Alternatives considered

Serve raw progressive MP4 from R2, no packaging (ticket Option C-ish). Genuinely viable: 99.8% of files are progressive MP4/H.264/AAC and play natively via HTTP range requests with zero pipeline. Rejected as the headline approach because player assumption #8 commits to HLS and HLS buys adaptive bitrate for v1.5 — but it remains the fallback if the packaging job slips, since it ships nothing new.
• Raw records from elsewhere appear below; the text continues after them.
#![cfg(loom)]

use loom::sync::Arc;
use loom::thread;
use loom::thread::JoinHandle;
use std::ops::Deref;

use htab::Capacity;
use htab::ConstParams;
use htab::HTab;

type Insert = JoinHandle<()>;
type Lookup = JoinHandle<Option<u32>>;
type Exists = JoinHandle<bool>;

type Params = ConstParams<{ Capacity::MIN.as_usize() }>;
type ArcTable = Arc<HTab<Params>>;

/// The table's bucket-selection hash, reproduced for key crafting.
fn bernstein(key: &str) -> u32 {
  key
    .bytes()
    .fold(5381_u32, |hash, byte| hash.wrapping_mul(33).wrapping_add(u32::from(byte)))
}

fn bucket(key: &str) -> usize {
  bernstein(key) as usize % Capacity::MIN.as_usize()
}

/// Returns two keys that land in the same bucket.
fn colliding_pair() -> (String, String) {
  let first: String = String::from("key-0");

  for index in 1.. {
    let second: String = format!("key-{index}");

    if bucket(&second) == bucket(&first) {
      return (first, second);
    }
  }

  unreachable!()
}

/// Returns two keys that land in different buckets.
fn disjoint_pair() -> (String, String) {
  let first: String = String::from("key-0");

  for index in 1.. {
    let second: String = format!("key-{index}");

    if bucket(&second) != bucket(&first) {
      return (first, second);
    }
  }

  unreachable!()
}

struct LoomTable {
  inner: ArcTable,
}

impl LoomTable {
  fn new() -> Self {
    Self {
      inner: Arc::new(HTab::new()),
    }
  }

  fn spawn_insert(&self, key: &str, value: u32) -> Insert {
    let table: ArcTable = ArcTable::clone(&self.inner);
    let key: String = key.to_owned();

    thread::spawn(move || table.insert(&key, value))
  }

  fn spawn_read(&self, key: &str) -> Lookup {
    let table: ArcTable = ArcTable::clone(&self.inner);
    let key: String = key.to_owned();

    thread::spawn(move || table.read(&key))
  }

  fn spawn_exists(&self, key: &str) -> Exists {
    let table: ArcTable = ArcTable::clone(&self.inner);
    let key: String = key.to_owned();

    thread::spawn(move || table.exists(&key))
  }
}

impl Deref for LoomTable {
  type Target = ArcTable;

  #[inline]
  fn deref(&self) -> &Self::Target {
    &self.inner
  }
}

#[test]
fn test_insert_disjoint_buckets() {
  loom::model(|| {
    let (key_a, key_b) = disjoint_pair();
    let table: LoomTable = LoomTable::new();

    let thread_a: Insert = table.spawn_insert(&key_a, 1);
    let thread_b: Insert = table.spawn_insert(&key_b, 2);

    thread_a.join().unwrap();
    thread_b.join().unwrap();

    assert_eq!(table.read(&key_a), Some(1));
    assert_eq!(table.read(&key_b), Some(2));
    assert_eq!(table.len(), 2);
  });
}

#[test]
fn test_insert_same_bucket() {
  loom::model(|| {
    let (key_a, key_b) = colliding_pair();
    let table: LoomTable = LoomTable::new();

    let thread_a: Insert = table.spawn_insert(&key_a, 1);
    let thread_b: Insert = table.spawn_insert(&key_b, 2);

    thread_a.join().unwrap();
    thread_b.join().unwrap();

    // Both writers spliced into one chain; neither entry was lost.
    assert_eq!(table.read(&key_a), Some(1));
    assert_eq!(table.read(&key_b), Some(2));
    assert_eq!(table.len(), 2);
  });
}

#[test]
fn test_insert_same_key() {
  loom::model(|| {
    let table: LoomTable = LoomTable::new();

    let thread_a: Insert = table.spawn_insert("alice", 1);
    let thread_b: Insert = table.spawn_insert("alice", 2);

    thread_a.join().unwrap();
    thread_b.join().unwrap();

    // The duplicate-insert race is closed: exactly one entry survives.
    assert_eq!(table.len(), 1);

    let value: u32 = table.value("alice");

    assert!(value == 1 || value == 2);
  });
}

#[test]
fn test_insert_read() {
  loom::model(|| {
    let (key_a, key_b) = colliding_pair();
    let table: LoomTable = LoomTable::new();

    table.insert(&key_a, 123);

    let insert: Insert = table.spawn_insert(&key_b, 100);
    let lookup: Lookup = table.spawn_read(&key_a);

    insert.join().unwrap();

    // A concurrent splice into the same chain never hides an older entry.
    assert_eq!(lookup.join().unwrap(), Some(123));
  });
}

#[test]
fn test_overwrite_read() {
  loom::model(|| {
    let table: LoomTable = LoomTable::new();

    table.insert("alice", 1);

    let insert: Insert = table.spawn_insert("alice", 2);
    let lookup: Lookup = table.spawn_read("alice");

    insert.join().unwrap();

    let value: Option<u32> = lookup.join().unwrap();

    assert!(value == Some(1) || value == Some(2));
  });
}

#[test]
fn test_exists_during_insert() {
  loom::model(|| {
    let table: LoomTable = LoomTable::new();

    let insert: Insert = table.spawn_insert("alice", 1);
    let exists: Exists = table.spawn_exists("alice");

    // non-deterministic
    let _exists: bool = exists.join().unwrap();

    insert.join().unwrap();

    assert!(table.exists("alice"));
  });
}

#[test]
fn test_three_way_insert() {
  loom::model(|| {
    let (key_a, key_b) = colliding_pair();
    let table: LoomTable = LoomTable::new();

    let thread_a: Insert = table.spawn_insert(&key_a, 1);
    let thread_b: Insert = table.spawn_insert(&key_b, 2);
    let thread_c: Insert = table.spawn_insert(&key_a, 3);

    thread_a.join().unwrap();
    thread_b.join().unwrap();
    thread_c.join().unwrap();

    assert_eq!(table.len(), 2);
    assert_eq!(table.read(&key_b), Some(2));

    let value: u32 = table.value(&key_a);

    assert!(value == 1 || value == 3);
  });
}
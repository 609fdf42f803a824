macro_rules! each_capacity {
  ($expr:expr) => {
    #[cfg(any(coverage, coverage_nightly, miri))]
    {
      $crate::utils::each_capacity!(
        @impl $expr,
        4, 10, 16,
      );
    }

    #[cfg(not(any(coverage, coverage_nightly, miri)))]
    {
      $crate::utils::each_capacity!(
        @impl $expr,
        4, 5, 6, 7, 8, 9, 10, 11, 12, 13, 14, 15, 16, 17, 18,
      );
    }
  };
  (@impl $expr:expr, $($bits:expr),+ $(,)?) => {
    $(
      $crate::utils::each_capacity!(@run $expr, $bits);
    )+
  };
  (@run $expr:expr, $bits:expr) => {{
    type P = $crate::params::ConstParams::<{ 1 << $bits }>;
    $expr
  }};
}

pub(crate) use each_capacity;
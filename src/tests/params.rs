use crate::params::Capacity;
use crate::params::Params;
use crate::params::ParamsExt;
use crate::utils::each_capacity;

#[test]
fn test_capacity_min() {
  assert_eq!(
    Capacity::new(1).as_usize(),
    Capacity::MIN.as_usize(),
    "invalid capacity: expected clamp to MIN",
  );
}

#[test]
fn test_capacity_max() {
  assert_eq!(
    Capacity::new(1 << 30).as_usize(),
    Capacity::MAX.as_usize(),
    "invalid capacity: expected clamp to MAX",
  );
}

#[test]
fn test_capacity_round_up() {
  assert_eq!(
    Capacity::new((1 << 7) - 25).as_usize(),
    1 << 7,
    "invalid capacity: expected round up",
  );
}

#[test]
fn test_capacity_exact() {
  assert_eq!(
    Capacity::new(1 << 8).as_usize(),
    1 << 8,
    "invalid capacity: expected no change",
  );
}

#[test]
fn test_capacity_default() {
  assert_eq!(Capacity::default().as_usize(), Capacity::DEF.as_usize());
  assert_eq!(Capacity::DEF.as_usize(), 4096);
}

#[test]
fn test_mask_is_modulus() {
  each_capacity!({
    assert!(
      P::LENGTH.as_usize().is_power_of_two(),
      "invalid params: `LENGTH` must be a power of two - {:?}",
      P::debug(),
    );

    for hash in [0_usize, 1, 97, 5381, 253_185_475, usize::MAX] {
      assert_eq!(
        hash & P::MASK,
        hash % P::LENGTH.as_usize(),
        "invalid params: mask disagrees with modulus - {:?}",
        P::debug(),
      );
    }
  });
}

#[test]
fn test_mask_covers_all_buckets() {
  each_capacity!({
    assert_eq!(
      P::MASK + 1,
      P::LENGTH.as_usize(),
      "invalid params: corrupted mask - {:?}",
      P::debug(),
    );
  });
}
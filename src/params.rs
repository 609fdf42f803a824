use core::any;
use core::fmt::Debug;
use core::fmt::Formatter;
use core::fmt::Result as FmtResult;
use core::marker::PhantomData;
use core::mem;
use core::num::NonZeroUsize;

use crossbeam_utils::CachePadded;

// -----------------------------------------------------------------------------
// Cache-line Properties
// -----------------------------------------------------------------------------

/// The size of a cache line in bytes.
///
/// Buckets are padded to this size so that adjacent buckets, and therefore
/// adjacent bucket locks, never share a cache line.
pub const CACHE_LINE: usize = size_of::<CachePadded<u8>>();

const _: () = assert!(
  CACHE_LINE.is_power_of_two(),
  "invalid params: `CACHE_LINE` must be a power of two",
);

// -----------------------------------------------------------------------------
// Configurable Params
// -----------------------------------------------------------------------------

/// Configuration parameters for an [`HTab`].
///
/// Allows customizing the bucket count at compile time. The simplest approach
/// is [`ConstParams`]:
///
/// ```no_run
/// use htab::{HTab, ConstParams};
///
/// type MyTable = HTab<ConstParams<8192>>;
/// ```
///
/// # Implementing `Params`
///
/// For advanced use cases, implement directly:
///
/// ```no_run
/// use htab::{Params, Capacity, HTab};
///
/// struct LargeParams;
///
/// impl Params for LargeParams {
///   const LENGTH: Capacity = Capacity::new(1 << 16);
/// }
///
/// let table: HTab<LargeParams> = HTab::new();
/// ```
///
/// [`Capacity::new`] clamps values to the valid range and rounds up to the
/// nearest power of two.
///
/// [`HTab`]: crate::public::HTab
pub trait Params {
  /// The number of buckets in the table.
  ///
  /// This value is rounded up to the nearest power of two and clamped to
  /// <code>[Capacity::MIN]..=[Capacity::MAX]</code>. It is also the modulus
  /// of the bucket-selection hash: every key lives in the bucket at index
  /// `hash(key) % LENGTH`.
  const LENGTH: Capacity = DefaultParams::LENGTH;
}

// -----------------------------------------------------------------------------
// Configurable Params - Extensions
// -----------------------------------------------------------------------------

/// Derived parameters computed from [`Params`].
///
/// Automatically implemented for all [`Params`] types. Provides computed
/// constants used internally.
///
/// # Example
///
/// ```no_run
/// use htab::{ParamsExt, ConstParams};
///
/// println!("{:#?}", <ConstParams<1024> as ParamsExt>::debug());
/// ```
pub trait ParamsExt: Params + Sealed {
  /// Bucket-selection mask. With a power-of-two [`Params::LENGTH`],
  /// `hash & MASK` equals `hash % LENGTH`.
  const MASK: usize = Self::LENGTH.as_usize() - 1;

  fn validate() {
    assert!(
      Self::LENGTH.as_usize().is_power_of_two(),
      "invalid params: `LENGTH` must be a power of two",
    );
  }

  #[inline]
  fn debug() -> DebugParams<Self> {
    DebugParams {
      marker: PhantomData,
    }
  }
}

// -----------------------------------------------------------------------------
// Debug Params
// -----------------------------------------------------------------------------

/// A helper type for displaying [`Params`] configuration.
///
/// Returned by [`ParamsExt::debug`]; implements [`Debug`] to show all derived
/// configuration values.
#[derive(Clone, Copy)]
pub struct DebugParams<P>
where
  P: ?Sized,
{
  marker: PhantomData<fn(P)>,
}

impl<P> Debug for DebugParams<P>
where
  P: Params + ?Sized,
{
  fn fmt(&self, f: &mut Formatter<'_>) -> FmtResult {
    f.debug_struct(any::type_name::<P>())
      .field("LENGTH", &P::LENGTH)
      .field("MASK", &format_args!("{:0>32b}", P::MASK))
      .finish()
  }
}

// -----------------------------------------------------------------------------
// Default Params
// -----------------------------------------------------------------------------

/// The default table configuration with [`Capacity::DEF`] buckets.
///
/// Used when creating an [`HTab`] without specifying a custom [`Params`] type.
///
/// # Example
///
/// ```no_run
/// use htab::{HTab, DefaultParams};
///
/// // These are equivalent:
/// let table1: HTab = HTab::new();
/// let table2: HTab<DefaultParams> = HTab::new();
/// ```
///
/// [`HTab`]: crate::public::HTab
#[derive(Clone, Copy)]
#[non_exhaustive]
pub struct DefaultParams;

impl Debug for DefaultParams {
  fn fmt(&self, f: &mut Formatter<'_>) -> FmtResult {
    Debug::fmt(&<Self as ParamsExt>::debug(), f)
  }
}

impl Params for DefaultParams {
  const LENGTH: Capacity = Capacity::DEF;
}

// -----------------------------------------------------------------------------
// Const-Generic Params
// -----------------------------------------------------------------------------

/// A [`Params`] implementation with compile-time configurable bucket count.
///
/// The recommended way to create tables with custom capacities. The capacity
/// `N` is rounded up to the nearest power of two and clamped to
/// <code>[Capacity::MIN]..=[Capacity::MAX]</code>.
///
/// # Examples
///
/// ```no_run
/// use htab::{HTab, ConstParams};
///
/// let table: HTab<ConstParams<4096>> = HTab::new();
/// assert_eq!(table.capacity(), 4096);
/// ```
///
/// ```no_run
/// use htab::{HTab, ConstParams};
///
/// // Values are rounded up to powers of two
/// let table: HTab<ConstParams<1000>> = HTab::new();
/// assert_eq!(table.capacity(), 1024);
/// ```
///
/// # Type Aliases
///
/// For frequently-used configurations, define a type alias:
///
/// ```no_run
/// use htab::{HTab, ConstParams};
///
/// type SmallTable = HTab<ConstParams<64>>;
/// type LargeTable = HTab<ConstParams<{ 1 << 20 }>>;
/// ```
#[derive(Clone, Copy, Debug, Hash, PartialEq, Eq)]
#[non_exhaustive]
pub struct ConstParams<const N: usize>;

impl<const N: usize> Params for ConstParams<N> {
  const LENGTH: Capacity = Capacity::new(N);
}

// -----------------------------------------------------------------------------
// Auto-implement Derive
// -----------------------------------------------------------------------------

mod private {
  pub trait Sealed {}
}

use private::Sealed;

impl<P> Sealed for P where P: Params + ?Sized {}
impl<P> ParamsExt for P where P: Params + ?Sized {}

// -----------------------------------------------------------------------------
// Capacity
// -----------------------------------------------------------------------------

/// A validated table capacity value.
///
/// Represents a power-of-two value in the range <code>[MIN]..=[MAX]</code>.
/// Used by [`Params::LENGTH`] to specify the bucket count.
///
/// # Construction
///
/// Use [`new()`] to create from an arbitrary value; it rounds up to the nearest
/// power of two and clamps to the valid range.
///
/// ```no_run
/// use htab::Capacity;
///
/// // Exact power of two
/// let cap = Capacity::new(256);
/// assert_eq!(cap.as_usize(), 256);
///
/// // Rounded up
/// let cap = Capacity::new(100);
/// assert_eq!(cap.as_usize(), 128);
///
/// // Clamped to minimum
/// let cap = Capacity::new(1);
/// assert_eq!(cap, Capacity::MIN);
///
/// // Clamped to maximum
/// let cap = Capacity::new(usize::MAX);
/// assert_eq!(cap, Capacity::MAX);
/// ```
///
/// [MIN]: Self::MIN
/// [MAX]: Self::MAX
/// [`new()`]: Self::new
#[derive(Copy, Clone, PartialEq, Eq)]
#[repr(transparent)]
pub struct Capacity(CapacityEnum);

impl Capacity {
  /// The minimum supported capacity (2⁴ buckets).
  pub const MIN: Self = Self(CapacityEnum::_Capacity1Shl4);

  /// The maximum supported capacity (2²⁴ buckets).
  pub const MAX: Self = Self(CapacityEnum::_Capacity1Shl24);

  /// The default capacity (2¹² buckets).
  pub const DEF: Self = Self(CapacityEnum::_Capacity1Shl12);

  /// Creates a new [`Capacity`] from an arbitrary value.
  ///
  /// Rounds up to the nearest power of two and clamps to
  /// <code>[MIN]..=[MAX]</code>.
  ///
  /// # Examples
  ///
  /// ```no_run
  /// use htab::Capacity;
  ///
  /// assert_eq!(Capacity::new(100).as_usize(), 128);
  /// assert_eq!(Capacity::new(0), Capacity::MIN);
  /// ```
  ///
  /// [MIN]: Self::MIN
  /// [MAX]: Self::MAX
  #[inline]
  pub const fn new(value: usize) -> Self {
    let Some(capacity) = value.checked_next_power_of_two() else {
      return Self::MAX;
    };

    if capacity < Self::MIN.as_usize() {
      Self::MIN
    } else if capacity > Self::MAX.as_usize() {
      Self::MAX
    } else {
      // SAFETY: `capacity` is non-zero because values below `Self::MIN` take
      // the earlier branch.
      unsafe { Self::new_unchecked(capacity) }
    }
  }

  /// Creates a new [`Capacity`] without validation.
  ///
  /// # Safety
  ///
  /// `value` must be a power of two in <code>[MIN]..=[MAX]</code>.
  ///
  /// [MIN]: Self::MIN
  /// [MAX]: Self::MAX
  #[inline]
  pub const unsafe fn new_unchecked(value: usize) -> Self {
    // SAFETY: Caller guarantees `value` is a valid `Capacity`.
    unsafe { mem::transmute::<usize, Self>(value) }
  }

  /// Returns the capacity as a [`usize`].
  #[inline]
  pub const fn as_usize(self) -> usize {
    self.0 as usize
  }

  /// Returns the capacity as a [`NonZeroUsize`].
  #[inline]
  pub const fn as_nonzero(self) -> NonZeroUsize {
    // SAFETY: All `Capacity` values are non-zero by construction.
    unsafe { mem::transmute::<Self, NonZeroUsize>(self) }
  }

  /// Returns the base-2 logarithm of the capacity.
  ///
  /// Equivalent to the bit position of the single set bit, since capacity is
  /// always a power of two.
  ///
  /// # Examples
  ///
  /// ```no_run
  /// use htab::Capacity;
  ///
  /// assert_eq!(Capacity::new(1024).log2(), 10);
  /// ```
  #[inline]
  pub const fn log2(self) -> u32 {
    self.as_nonzero().trailing_zeros()
  }
}

impl Debug for Capacity {
  fn fmt(&self, f: &mut Formatter<'_>) -> FmtResult {
    write!(f, "{:?} (1 << {:?})", self.as_nonzero(), self.log2())
  }
}

impl Default for Capacity {
  #[inline]
  fn default() -> Self {
    Self::DEF
  }
}

impl From<Capacity> for NonZeroUsize {
  #[inline]
  fn from(other: Capacity) -> Self {
    other.as_nonzero()
  }
}

impl From<Capacity> for usize {
  #[inline]
  fn from(other: Capacity) -> Self {
    other.as_usize()
  }
}

#[derive(Copy, Clone, PartialEq, Eq)]
#[repr(usize)]
enum CapacityEnum {
  _Capacity1Shl4 = 1 << 4,
  _Capacity1Shl5 = 1 << 5,
  _Capacity1Shl6 = 1 << 6,
  _Capacity1Shl7 = 1 << 7,
  _Capacity1Shl8 = 1 << 8,
  _Capacity1Shl9 = 1 << 9,
  _Capacity1Shl10 = 1 << 10,
  _Capacity1Shl11 = 1 << 11,
  _Capacity1Shl12 = 1 << 12,
  _Capacity1Shl13 = 1 << 13,
  _Capacity1Shl14 = 1 << 14,
  _Capacity1Shl15 = 1 << 15,
  _Capacity1Shl16 = 1 << 16,
  _Capacity1Shl17 = 1 << 17,
  _Capacity1Shl18 = 1 << 18,
  _Capacity1Shl19 = 1 << 19,
  _Capacity1Shl20 = 1 << 20,
  _Capacity1Shl21 = 1 << 21,
  _Capacity1Shl22 = 1 << 22,
  _Capacity1Shl23 = 1 << 23,
  _Capacity1Shl24 = 1 << 24,
}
S3 + CloudFront with signed URLs / signed cookies (ticket Option A). The most familiar pattern and CloudFront signed cookies solve the fan-out cleanly. Rejected on cost (egress) and vendor consistency — we are already all-in on Cloudflare for Pages and storage.

R2 presigned URLs as the access mechanism (ticket Option B, naive form). Rejected on hard constraints: one object per URL, S3 endpoint only (no custom domain), 7-day max expiry. Workable for a single-file download, unworkable for a multi-segment stream.

On-demand / just-in-time packaging in the Worker. More flexible, no pre-baked storage cost. Rejected for v1 — the catalog is static, so JIT adds latency and complexity for no benefit. Revisit under TGF-338 if the library grows or becomes dynamic.

Reference

  • TGF-337 — Spike: Minimum viable video delivery for v1, and its Confluence page TGF-337: Video Delivery MVP (catalog report + question-by-question determinations).
  • TGF-335 — the player-component story this unblocks.
  • TGF-338 — video delivery at scale (ABR ladders, JIT packaging) for v1.5+.
  • ADR-0002 (Cloudflare Pages) — the platform-consistency principle.
  • ADR-0006 (Clerk) / TGF-312 — the auth surface the playback endpoint builds on.